For instance, the phrase "for the Duration" rings a bell. If I spent too long in the bathroom (playing submarines with the soap rather than washing my face) Mum would call, "Are you in there for the Duration?" meaning an indefinite but probably very long time. All restrictions of the previous years were "for the Duration (of Hostilities)."

And when she went shopping, Mum didn't look in her purse to see if she had enough money to feed us - it was more a matter of having enough Rationing Coupons!

My Dad's work allowed him to drive during the War, but on rationed petrol, of course. I recall seeing the headlamp black-out hoods gathering dust in the garage, and I still remember how, when we had a section of downhill road before us, Dad would switch off the car's ignition and "coast" down the hill, switching on and engaging the clutch again before we came to a standstill at the bottom. It had become second nature to him (though you'd probably wreck your car's electronics if you did that nowadays!)


It wasn't just the bombing and killing that changed people's lives!

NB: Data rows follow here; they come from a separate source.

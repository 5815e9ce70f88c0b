//! Final pass: reshapes the tree into flat CSS.
//!
//! Nested rules are promoted next to their parent with an increased `level`,
//! properties directly inside `@media` get a ruleset for the enclosing
//! selectors, voids disappear together with the rulesets nobody extended, and
//! blocks left without content are dropped.

use core::mem;
use css_tree::list::Span;
use css_tree::{EvalError, EvalResult, Loc, Media, Node, NodeKind, RuleList, Ruleset, SelectorList};
use log::debug;

/// What the rules being normalized are nested in.
#[derive(Clone, Copy, Default)]
struct Ancestry<'tree> {
    in_void: bool,
    selectors: Option<&'tree SelectorList>,
}

/// Normalize the rules of an evaluated and reevaluated stylesheet.
///
/// # Errors
/// `Structure` when a top-level `@media` holds properties directly.
pub fn normalize(rules: Vec<Node>) -> EvalResult<Vec<Node>> {
    rules_in(rules, Ancestry::default())
}

fn rules_in(rules: Vec<Node>, ancestry: Ancestry<'_>) -> EvalResult<Vec<Node>> {
    let mut out = Vec::with_capacity(rules.len());
    for rule in rules {
        out.extend(node(rule, ancestry)?);
    }
    Ok(out)
}

fn node(node: Node, ancestry: Ancestry<'_>) -> EvalResult<Vec<Node>> {
    let Node { kind, loc, level } = node;
    let kind = match kind {
        NodeKind::Ruleset(ruleset) => return ruleset_rules(ruleset, loc, level, ancestry),
        NodeKind::Media(media) => return media_rules(media, loc, level, ancestry),
        NodeKind::Void(body) => {
            return rules_in(
                body.rules,
                Ancestry {
                    in_void: true,
                    ..ancestry
                },
            );
        }
        NodeKind::Property {
            name,
            value,
            important,
        } => NodeKind::Property {
            name,
            value: Box::new(property_value(*value)),
            important,
        },
        NodeKind::Keyframes { prefix, name, body } => {
            let Some(body) = block_body(body, ancestry, &loc)? else {
                return Ok(Vec::new());
            };
            NodeKind::Keyframes { prefix, name, body }
        }
        NodeKind::Keyframe { selectors, body } => {
            let Some(body) = block_body(body, ancestry, &loc)? else {
                return Ok(Vec::new());
            };
            NodeKind::Keyframe { selectors, body }
        }
        NodeKind::Page { selector, body } => {
            let Some(body) = block_body(body, ancestry, &loc)? else {
                return Ok(Vec::new());
            };
            NodeKind::Page { selector, body }
        }
        NodeKind::FontFace(body) => {
            let Some(body) = block_body(body, ancestry, &loc)? else {
                return Ok(Vec::new());
            };
            NodeKind::FontFace(body)
        }
        other => other,
    };
    Ok(vec![Node { kind, loc, level }])
}

/// Normalized body, or `None` when it ended up empty without starting that way.
fn block_body(body: RuleList, ancestry: Ancestry<'_>, loc: &Loc) -> EvalResult<Option<RuleList>> {
    let rules = rules_in(body.rules, ancestry)?;
    if rules.is_empty() && !body.empty {
        debug!("{loc}: dropping empty block");
        return Ok(None);
    }
    Ok(Some(RuleList {
        rules,
        empty: body.empty,
    }))
}

fn ruleset_rules(
    mut ruleset: Ruleset,
    loc: Loc,
    level: u32,
    ancestry: Ancestry<'_>,
) -> EvalResult<Vec<Node>> {
    if ancestry.in_void {
        let Some(extended) = ruleset.selectors.extended.take() else {
            debug!("{loc}: dropping ruleset inside @void");
            return Ok(Vec::new());
        };
        ruleset.selectors = SelectorList::new(extended, ruleset.selectors.loc.clone());
    }

    let empty = ruleset.body.empty;
    let children = rules_in(
        mem::take(&mut ruleset.body.rules),
        Ancestry {
            selectors: Some(&ruleset.selectors),
            ..ancestry
        },
    )?;
    let (properties, nested): (Vec<Node>, Vec<Node>) =
        children.into_iter().partition(Node::is_property);

    if properties.is_empty() {
        if empty {
            return Ok(vec![Node {
                kind: NodeKind::Ruleset(ruleset),
                loc,
                level,
            }]);
        }
        return Ok(nested);
    }

    ruleset.body = RuleList::new(properties);
    let mut out = Vec::with_capacity(nested.len().saturating_add(1));
    out.push(Node {
        kind: NodeKind::Ruleset(ruleset),
        loc,
        level,
    });
    out.extend(nested.into_iter().map(|mut rule| {
        rule.level = rule.level.saturating_add(1);
        rule
    }));
    Ok(out)
}

fn media_rules(
    mut media: Media,
    loc: Loc,
    level: u32,
    ancestry: Ancestry<'_>,
) -> EvalResult<Vec<Node>> {
    let empty = media.body.empty;
    let children = rules_in(mem::take(&mut media.body.rules), ancestry)?;

    let mut properties = Vec::new();
    let mut rulesets = Vec::new();
    let mut others = Vec::new();
    for child in children {
        match child.kind {
            NodeKind::Property { .. } => properties.push(child),
            NodeKind::Ruleset(_) => rulesets.push(child),
            _ => others.push(child),
        }
    }

    if !properties.is_empty() || empty {
        match ancestry.selectors {
            Some(selectors) => {
                let body = RuleList {
                    empty: properties.is_empty(),
                    rules: properties,
                };
                let wrapper = Ruleset {
                    selectors: selectors.clone(),
                    body,
                    id: 0,
                };
                rulesets.insert(0, Node::new(NodeKind::Ruleset(wrapper), loc.clone()));
            }
            None if !properties.is_empty() => {
                return Err(EvalError::structure(
                    "top-level @media can not directly contain properties",
                    &loc,
                ));
            }
            None => {}
        }
    }

    if rulesets.is_empty() {
        if empty {
            return Ok(vec![Node {
                kind: NodeKind::Media(media),
                loc,
                level,
            }]);
        }
        return Ok(others);
    }

    media.body = RuleList::new(rulesets);
    let mut out = Vec::with_capacity(others.len().saturating_add(1));
    out.push(Node {
        kind: NodeKind::Media(media),
        loc,
        level,
    });
    out.extend(others.into_iter().map(|mut rule| {
        match &mut rule.kind {
            NodeKind::Media(nested) if !nested.nested => {
                nested.nested = true;
                rule.level = 1;
            }
            _ => rule.level = rule.level.saturating_add(1),
        }
        rule
    }));
    Ok(out)
}

/// Ranges become lists, nested lists are spliced inline, single items stand
/// alone and empty lists become null.
fn property_value(value: Node) -> Node {
    match value.kind {
        NodeKind::Range { .. } => match Span::of(&value) {
            Ok(span) => property_value(span.to_list(&value.loc)),
            Err(_) => value,
        },
        NodeKind::List(nodes) => {
            let mut flat = Vec::with_capacity(nodes.len());
            for item in nodes {
                let item = property_value(item);
                match item.kind {
                    NodeKind::List(inner) => flat.extend(inner),
                    _ => flat.push(item),
                }
            }
            match flat.len() {
                0 => Node::null(value.loc),
                1 => flat.pop().unwrap_or_else(|| Node::null(value.loc)),
                _ => Node::new(NodeKind::List(flat), value.loc),
            }
        }
        _ => value,
    }
}

#[cfg(test)]
mod tests {
    use super::*;
    use css_tree::{ErrorKind, MediaQueryList, Selector};

    fn loc() -> Loc {
        Loc::default()
    }

    fn property(name: &str) -> Node {
        Node::new(
            NodeKind::Property {
                name: Box::new(Node::ident(name, loc())),
                value: Box::new(Node::number(1.0, loc())),
                important: false,
            },
            loc(),
        )
    }

    fn ruleset(name: &str, rules: Vec<Node>) -> Node {
        let part = Node::new(NodeKind::TypeSelector(Box::new(Node::ident(name, loc()))), loc());
        let selectors = SelectorList::new(vec![Selector::new(vec![part], loc())], loc());
        let empty = rules.is_empty();
        Node::new(
            NodeKind::Ruleset(Ruleset {
                selectors,
                body: RuleList { rules, empty },
                id: 0,
            }),
            loc(),
        )
    }

    fn media(rules: Vec<Node>) -> Node {
        Node::new(
            NodeKind::Media(Media {
                queries: MediaQueryList::new(Vec::new(), loc()),
                body: RuleList::new(rules),
                nested: false,
            }),
            loc(),
        )
    }

    #[test]
    fn nested_rulesets_are_promoted_one_level() -> Result<(), EvalError> {
        let inner = ruleset("b", vec![property("height")]);
        let rules = vec![ruleset("a", vec![property("width"), inner])];
        let normalized = normalize(rules)?;
        let levels: Vec<u32> = normalized.iter().map(|node| node.level).collect();
        assert_eq!(levels, [0, 1]);
        Ok(())
    }

    #[test]
    fn emptied_ruleset_is_replaced_by_its_children() -> Result<(), EvalError> {
        let emptied = Node::new(
            NodeKind::Ruleset(Ruleset {
                selectors: SelectorList::new(Vec::new(), loc()),
                body: RuleList::new(Vec::new()),
                id: 0,
            }),
            loc(),
        );
        assert!(normalize(vec![emptied])?.is_empty());
        assert_eq!(normalize(vec![ruleset("kept", Vec::new())])?.len(), 1);
        Ok(())
    }

    #[test]
    fn rulesets_in_voids_need_extended_selectors() -> Result<(), EvalError> {
        let void = Node::new(
            NodeKind::Void(RuleList::new(vec![ruleset("a", vec![property("width")])])),
            loc(),
        );
        assert!(normalize(vec![void])?.is_empty());
        Ok(())
    }

    #[test]
    fn top_level_media_cannot_hold_properties() {
        let result = normalize(vec![media(vec![property("width")])]);
        assert!(result.is_err_and(|error| error.kind == ErrorKind::Structure));
    }

    #[test]
    fn media_properties_are_wrapped_in_the_ancestor_ruleset() -> Result<(), EvalError> {
        let rules = vec![ruleset("a", vec![media(vec![property("width")])])];
        let normalized = normalize(rules)?;
        let [promoted] = normalized.as_slice() else {
            return Err(EvalError::structure("expected one rule", &loc()));
        };
        let NodeKind::Media(block) = &promoted.kind else {
            return Err(EvalError::structure("expected media", &loc()));
        };
        assert!(block.nested);
        assert_eq!(promoted.level, 1);
        assert!(matches!(
            block.body.rules.first().map(|node| &node.kind),
            Some(NodeKind::Ruleset(_))
        ));
        Ok(())
    }

    #[test]
    fn list_values_are_flattened() {
        let separator = Node::new(NodeKind::Separator(" ".to_owned()), loc());
        let inner = Node::new(NodeKind::List(vec![Node::number(1.0, loc())]), loc());
        let single = Node::new(NodeKind::List(vec![inner]), loc());
        assert_eq!(property_value(single), Node::number(1.0, loc()));

        let nested = Node::new(
            NodeKind::List(vec![
                Node::number(1.0, loc()),
                separator.clone(),
                Node::new(
                    NodeKind::List(vec![
                        Node::number(2.0, loc()),
                        separator.clone(),
                        Node::number(3.0, loc()),
                    ]),
                    loc(),
                ),
            ]),
            loc(),
        );
        let flattened = property_value(nested);
        assert!(matches!(&flattened.kind, NodeKind::List(flat) if flat.len() == 5));
        assert_eq!(property_value(Node::new(NodeKind::List(Vec::new()), loc())), Node::null(loc()));
    }
}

Then, on the other hand, there was my mother playing her pre-war German autoharp and my father his Italian mandolin (bought during the war, but in the neutral Eire) with no qualms of conscience. And why shouldn't they, with Myra Hess playing Bach and Beethoven in her lunch-time concerts during the London Blitz!


Somehow, the War wasn't quite so "total" after all. The musicians, at least, formed a bulwark against totality. Let's hope we don't have to do so again!